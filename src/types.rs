use std::{fmt, path::PathBuf, str::FromStr};

use serde::{Deserialize, Serialize};
use tabled::Tabled;

/// Identity of a logical track as supplied by the serving layer.
#[derive(Debug, Clone, Default, PartialEq, Eq, Serialize, Deserialize)]
pub struct TrackQuery {
    pub title: String,
    pub artists: Vec<String>,
    /// Track length in seconds, when the catalog knows it.
    pub duration_hint: Option<u32>,
    /// Global recording id, usually an ISRC.
    pub external_id: Option<String>,
    /// Upstream catalog id, kept for logging and as a last-resort cache key.
    pub fallback_id: Option<String>,
}

impl TrackQuery {
    pub fn new(title: impl Into<String>, artists: Vec<String>) -> Self {
        Self {
            title: title.into(),
            artists,
            ..Self::default()
        }
    }

    pub fn with_external_id(mut self, external_id: impl Into<String>) -> Self {
        self.external_id = Some(external_id.into());
        self
    }

    pub fn with_duration(mut self, seconds: u32) -> Self {
        self.duration_hint = Some(seconds);
        self
    }

    pub fn with_fallback_id(mut self, fallback_id: impl Into<String>) -> Self {
        self.fallback_id = Some(fallback_id.into());
        self
    }

    /// Free-text search string used by providers that search by words.
    pub fn search_text(&self) -> String {
        let mut parts = self.artists.clone();
        parts.push(self.title.clone());
        parts.retain(|p| !p.trim().is_empty());
        parts.join(" ")
    }
}

/// Metadata of the track a provider actually matched.
#[derive(Debug, Clone, Default, PartialEq, Eq, Serialize, Deserialize)]
pub struct TrackMetadata {
    pub title: String,
    pub artists: Vec<String>,
    pub external_id: Option<String>,
    pub duration: Option<u32>,
}

/// Where the raw audio for one resolution lives.
#[derive(Debug, Clone, PartialEq, Eq)]
pub enum SourceLocator {
    Http(String),
    File(PathBuf),
}

impl fmt::Display for SourceLocator {
    fn fmt(&self, f: &mut fmt::Formatter<'_>) -> fmt::Result {
        match self {
            SourceLocator::Http(url) => {
                // signed download urls are long; the host and path prefix are enough
                let shown: String = url.chars().take(80).collect();
                write!(f, "{}", shown)
            }
            SourceLocator::File(path) => write!(f, "{}", path.display()),
        }
    }
}

/// A locatable raw-audio source returned by a provider.
#[derive(Debug, Clone, PartialEq, Eq)]
pub struct ProviderSource {
    pub provider: String,
    pub locator: SourceLocator,
    pub estimated_size: Option<u64>,
    pub matched: TrackMetadata,
}

/// Provider variants that can be named in the configured priority order.
#[derive(Debug, Clone, Copy, PartialEq, Eq, Hash)]
pub enum ProviderKind {
    Tidal,
    Deezer,
}

impl fmt::Display for ProviderKind {
    fn fmt(&self, f: &mut fmt::Formatter<'_>) -> fmt::Result {
        match self {
            ProviderKind::Tidal => write!(f, "tidal"),
            ProviderKind::Deezer => write!(f, "deezer"),
        }
    }
}

impl FromStr for ProviderKind {
    type Err = String;

    fn from_str(s: &str) -> Result<Self, Self::Err> {
        match s.trim().to_lowercase().as_str() {
            "tidal" => Ok(ProviderKind::Tidal),
            "deezer" => Ok(ProviderKind::Deezer),
            other => Err(format!("unknown provider '{}'", other)),
        }
    }
}

#[derive(Tabled)]
pub struct CacheTableRow {
    pub key: String,
    pub state: String,
    pub size: String,
    pub readers: usize,
    pub last_access: String,
}

// Tidal wire types

#[derive(Debug, Clone, Serialize, Deserialize)]
pub struct TidalTokenResponse {
    pub access_token: String,
    #[serde(default = "default_token_lifetime")]
    pub expires_in: u64,
}

fn default_token_lifetime() -> u64 {
    3600
}

#[derive(Debug, Clone, Serialize, Deserialize)]
pub struct TidalSearchResponse {
    #[serde(default)]
    pub items: Vec<TidalTrack>,
}

#[derive(Debug, Clone, Serialize, Deserialize)]
pub struct TidalTrack {
    pub id: u64,
    pub title: String,
    pub isrc: Option<String>,
    pub duration: Option<u32>,
    #[serde(default)]
    pub artists: Vec<TidalArtist>,
}

#[derive(Debug, Clone, Serialize, Deserialize)]
pub struct TidalArtist {
    pub name: String,
}

#[derive(Debug, Clone, Serialize, Deserialize)]
pub struct TidalManifest {
    #[serde(default)]
    pub urls: Vec<String>,
}

// Deezer wire types

#[derive(Debug, Clone, Serialize, Deserialize)]
pub struct DeezerTrack {
    pub id: u64,
    pub title: String,
    pub isrc: Option<String>,
    pub duration: Option<u32>,
    pub artist: Option<DeezerArtist>,
}

#[derive(Debug, Clone, Serialize, Deserialize)]
pub struct DeezerArtist {
    pub name: String,
}

#[derive(Debug, Clone, Serialize, Deserialize)]
pub struct DeezerSearchResponse {
    #[serde(default)]
    pub data: Vec<DeezerTrack>,
}

#[derive(Debug, Clone, Serialize, Deserialize)]
pub struct DeezerDownloadResponse {
    #[serde(default)]
    pub success: bool,
    pub links: Option<DeezerLinks>,
}

#[derive(Debug, Clone, Serialize, Deserialize)]
pub struct DeezerLinks {
    pub flac: Option<String>,
}

impl From<TidalTrack> for TrackMetadata {
    fn from(track: TidalTrack) -> Self {
        Self {
            title: track.title,
            artists: track.artists.into_iter().map(|a| a.name).collect(),
            external_id: track.isrc,
            duration: track.duration,
        }
    }
}

impl From<DeezerTrack> for TrackMetadata {
    fn from(track: DeezerTrack) -> Self {
        Self {
            title: track.title,
            artists: track.artist.into_iter().map(|a| a.name).collect(),
            external_id: track.isrc,
            duration: track.duration,
        }
    }
}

# [Work item]
If a line in the entries above has the word "enum", copy it.

# [Exercise answer]
pub enum SourceLocator {
pub enum ProviderKind {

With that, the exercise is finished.